Pompeneo sought various sorts of damage for being in prison. For some reason the court addresses this but it does not try to parse it too closely, contenting itself with saying that there was no evidence of at least some of them.

The doctors argued for a broad policy rule against recovery for criminal acts; the court mentions but doesn’t address that since standard summary judgment analysis resolves the matter.

(link to opinion)

Southwest Fiduciary v. AHCCCS (CA1 3/10/11)

This is just too boring and even we have limits. But it is important to the personal-injury practice. The holding is that when AHCCCS “has paid medical expenses for a victim who subsequently settles with a tortfeasor for less than the full amount of her overall damages”  it “may recover no more than the portion of the victim’s settlement that represents recovery of the plan’s payments on behalf of the victim, less a deduction for litigation expenses.” In other words, the amount due AHCCCS is based on the amount it actually pays, not on the face amount of the medical bills.
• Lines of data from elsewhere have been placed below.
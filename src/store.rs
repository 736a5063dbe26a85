use log::debug;
use std::fs::{self, File};
use std::io::{ErrorKind, Write};
use std::path::{Path, PathBuf};

use crate::bbox::{BoundingBox, Coordinate};
use crate::codec::TileFile;
use crate::config::GridConfig;
use crate::error::TileError;
use crate::grid::{Cell, Grid};

/// Result of a point lookup.
#[derive(Debug, PartialEq)]
pub enum TileLookup {
    /// Raw bytes of the tile covering the point. A tile may hold zero ways.
    Tile { cell: Cell, bytes: Vec<u8> },
    /// No grid cell contains the point under the configured boundary policy.
    OutsideGrid,
    /// The covering cell has no tile on disk; it was never generated.
    NotGenerated { cell: Cell, path: PathBuf },
}

impl TileLookup {
    /// Plain bytes view: the tile bytes, or an empty buffer when there is no tile.
    pub fn into_bytes(self) -> Vec<u8> {
        match self {
            TileLookup::Tile { bytes, .. } => bytes,
            TileLookup::OutsideGrid | TileLookup::NotGenerated { .. } => Vec::new(),
        }
    }
}

/// The on-disk tile tree: `<root>/<groupLat>/<groupLon>/<minLat>_<minLon>_<maxLat>_<maxLon>`.
///
/// Paths are always recomputed from cell bounds; no index file exists.
#[derive(Clone, Debug)]
pub struct TileStore {
    root: PathBuf,
    group_degrees: u32,
    grid: Grid,
}

impl TileStore {
    pub fn new(root: impl Into<PathBuf>, config: &GridConfig) -> Result<Self, TileError> {
        Ok(Self {
            root: root.into(),
            group_degrees: config.group_degrees,
            grid: Grid::new(config)?,
        })
    }

    pub fn root(&self) -> &Path {
        &self.root
    }

    pub fn grid(&self) -> &Grid {
        &self.grid
    }

    pub fn ensure_root(&self) -> Result<(), TileError> {
        fs::create_dir_all(&self.root).map_err(|e| TileError::io(&self.root, e))
    }

    pub fn shard_dir(&self, bounds: &BoundingBox) -> PathBuf {
        let group = self.group_degrees as i64;
        let group_lat = (bounds.min_lat / group as f64).floor() as i64 * group;
        let group_lon = (bounds.min_lon / group as f64).floor() as i64 * group;
        self.root
            .join(group_lat.to_string())
            .join(group_lon.to_string())
    }

    pub fn resolve_path(&self, bounds: &BoundingBox) -> PathBuf {
        self.shard_dir(bounds).join(tile_file_name(bounds))
    }

    /// Writes a tile atomically: temporary sibling, fsync, rename over the final path.
    pub fn write_tile(&self, bounds: &BoundingBox, data: &[u8]) -> Result<PathBuf, TileError> {
        let dir = self.shard_dir(bounds);
        fs::create_dir_all(&dir).map_err(|e| TileError::io(&dir, e))?;

        let name = tile_file_name(bounds);
        let path = dir.join(&name);
        let tmp_path = dir.join(format!("{}.tmp", name));

        let written = File::create(&tmp_path).and_then(|mut file| {
            file.write_all(data)?;
            file.sync_all()
        });
        if let Err(e) = written {
            let _ = fs::remove_file(&tmp_path);
            return Err(TileError::io(&tmp_path, e));
        }

        if let Err(e) = fs::rename(&tmp_path, &path) {
            let _ = fs::remove_file(&tmp_path);
            return Err(TileError::io(&path, e));
        }
        debug!("Wrote {} bytes to {:?}", data.len(), path);
        Ok(path)
    }

    /// Flushes the root directory so a finished build survives a crash.
    pub fn sync_root(&self) -> Result<(), TileError> {
        let dir = File::open(&self.root).map_err(|e| TileError::io(&self.root, e))?;
        dir.sync_all().map_err(|e| TileError::io(&self.root, e))
    }

    pub fn find_tile_for_point(&self, lat: f64, lon: f64) -> Result<TileLookup, TileError> {
        let Some(cell) = self.grid.cell_containing(Coordinate::new(lat, lon)) else {
            return Ok(TileLookup::OutsideGrid);
        };

        let path = self.resolve_path(&cell.bounds);
        debug!("Loading tile file {:?}", path);
        match fs::read(&path) {
            Ok(bytes) => Ok(TileLookup::Tile { cell, bytes }),
            Err(e) if e.kind() == ErrorKind::NotFound => {
                Ok(TileLookup::NotGenerated { cell, path })
            }
            Err(e) => Err(TileError::io(path, e)),
        }
    }

    /// Looks up and decodes the tile covering a point; `None` when there is no tile.
    pub fn load_tile_for_point(&self, lat: f64, lon: f64) -> Result<Option<TileFile>, TileError> {
        match self.find_tile_for_point(lat, lon)? {
            TileLookup::Tile { bytes, .. } => TileFile::decode(&bytes).map(Some),
            TileLookup::OutsideGrid | TileLookup::NotGenerated { .. } => Ok(None),
        }
    }
}

fn tile_file_name(bounds: &BoundingBox) -> String {
    format!(
        "{:.6}_{:.6}_{:.6}_{:.6}",
        bounds.min_lat, bounds.min_lon, bounds.max_lat, bounds.max_lon
    )
}

#[cfg(test)]
mod tests {
    use super::*;
    use crate::codec;
    use crate::config::BoundaryPolicy;

    fn store(root: &Path) -> TileStore {
        TileStore::new(root, &GridConfig::default()).unwrap()
    }

    #[test]
    fn test_path_scheme() {
        let store = store(Path::new("/offline"));

        assert_eq!(
            store.resolve_path(&BoundingBox::new(50.25, 16.5, 50.5, 16.75)),
            PathBuf::from("/offline/50/16/50.250000_16.500000_50.500000_16.750000")
        );
        assert_eq!(
            store.resolve_path(&BoundingBox::new(51.0, 17.0, 51.25, 17.25)),
            PathBuf::from("/offline/50/16/51.000000_17.000000_51.250000_17.250000")
        );
        assert_eq!(
            store.resolve_path(&BoundingBox::new(-0.25, -180.0, 0.0, -179.75)),
            PathBuf::from("/offline/-2/-180/-0.250000_-180.000000_0.000000_-179.750000")
        );
    }

    #[test]
    fn test_path_is_deterministic() {
        let store = store(Path::new("offline"));
        let bounds = BoundingBox::new(-33.75, 151.0, -33.5, 151.25);
        assert_eq!(store.resolve_path(&bounds), store.resolve_path(&bounds));
    }

    #[test]
    fn test_write_then_find() {
        let dir = tempfile::tempdir().unwrap();
        let store = store(dir.path());
        store.ensure_root().unwrap();

        let cell = store
            .grid()
            .cell_containing(Coordinate::new(50.6, 16.6))
            .unwrap();
        let bytes = codec::encode(cell.bounds, 0.01, &[]).unwrap();
        let path = store.write_tile(&cell.bounds, &bytes).unwrap();
        store.sync_root().unwrap();

        assert!(path.exists());
        assert_eq!(fs::read_dir(path.parent().unwrap()).unwrap().count(), 1);

        match store.find_tile_for_point(50.6, 16.6).unwrap() {
            TileLookup::Tile { cell: found, bytes: read } => {
                assert_eq!(found, cell);
                assert_eq!(read, bytes);
            }
            other => panic!("unexpected lookup result {:?}", other),
        }

        let tile = store.load_tile_for_point(50.6, 16.6).unwrap().unwrap();
        assert!(tile.ways.is_empty());
    }

    #[test]
    fn test_rewrite_replaces_tile() {
        let dir = tempfile::tempdir().unwrap();
        let store = store(dir.path());
        let bounds = BoundingBox::new(0.0, 0.0, 0.25, 0.25);

        store.write_tile(&bounds, b"first version").unwrap();
        let path = store.write_tile(&bounds, b"second").unwrap();
        assert_eq!(fs::read(path).unwrap(), b"second");
    }

    #[test]
    fn test_missing_tile_is_not_generated() {
        let dir = tempfile::tempdir().unwrap();
        let store = store(dir.path());

        let lookup = store.find_tile_for_point(10.1, 10.1).unwrap();
        assert!(matches!(lookup, TileLookup::NotGenerated { .. }));
        assert!(lookup.into_bytes().is_empty());
        assert!(store.load_tile_for_point(10.1, 10.1).unwrap().is_none());
    }

    #[test]
    fn test_strict_lookup_on_grid_line() {
        let dir = tempfile::tempdir().unwrap();
        let config = GridConfig {
            boundary_policy: BoundaryPolicy::Strict,
            ..GridConfig::default()
        };
        let store = TileStore::new(dir.path(), &config).unwrap();

        assert_eq!(
            store.find_tile_for_point(0.0, 0.0).unwrap(),
            TileLookup::OutsideGrid
        );
        assert_eq!(
            store.find_tile_for_point(91.0, 0.0).unwrap(),
            TileLookup::OutsideGrid
        );
    }

    #[test]
    fn test_far_out_of_range_lookup_is_outside_grid() {
        let dir = tempfile::tempdir().unwrap();
        let store = store(dir.path());

        for (lat, lon) in [(1e300, 0.0), (-1e300, 0.0), (0.0, 1e300), (0.0, -1e300)] {
            assert_eq!(
                store.find_tile_for_point(lat, lon).unwrap(),
                TileLookup::OutsideGrid
            );
        }
    }

    #[test]
    fn test_failed_write_leaves_no_temporary_file() {
        let dir = tempfile::tempdir().unwrap();
        let store = store(dir.path());
        let bounds = BoundingBox::new(0.0, 0.0, 0.25, 0.25);

        // A non-empty directory at the final path makes the rename fail.
        let path = store.resolve_path(&bounds);
        fs::create_dir_all(path.join("occupied")).unwrap();

        let err = store.write_tile(&bounds, b"data").unwrap_err();
        assert!(matches!(err, TileError::Io { .. }));

        let leftovers: Vec<_> = fs::read_dir(store.shard_dir(&bounds))
            .unwrap()
            .map(|entry| entry.unwrap().file_name())
            .filter(|name| name.to_string_lossy().ends_with(".tmp"))
            .collect();
        assert!(leftovers.is_empty(), "{:?}", leftovers);
    }
}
This is a consolidation of two cases. Plaintiff 1 had a claim worth 3 or 4 million; she settled it for 850,000 (we’re rounding off the numbers) because of “difficult liability issues.” She had total billed medicals of 920,000, which AHCCCS had satisfied for 250,000. Plaintiff 2 had a 250,000 claim that he settled for 100,000; AHCCCS had satisfied his 139,000 in billed medicals by paying 52,000. The superior court in each case held that AHCCCS’s lien would be reduced by the ratio that the settlement amount bore to the victim’s total claimed damages. AHCCCS didn’t object to that but argued that its lien was for the billed amount, not what it actually paid. The court disagreed, for reasons you can read about if you need to.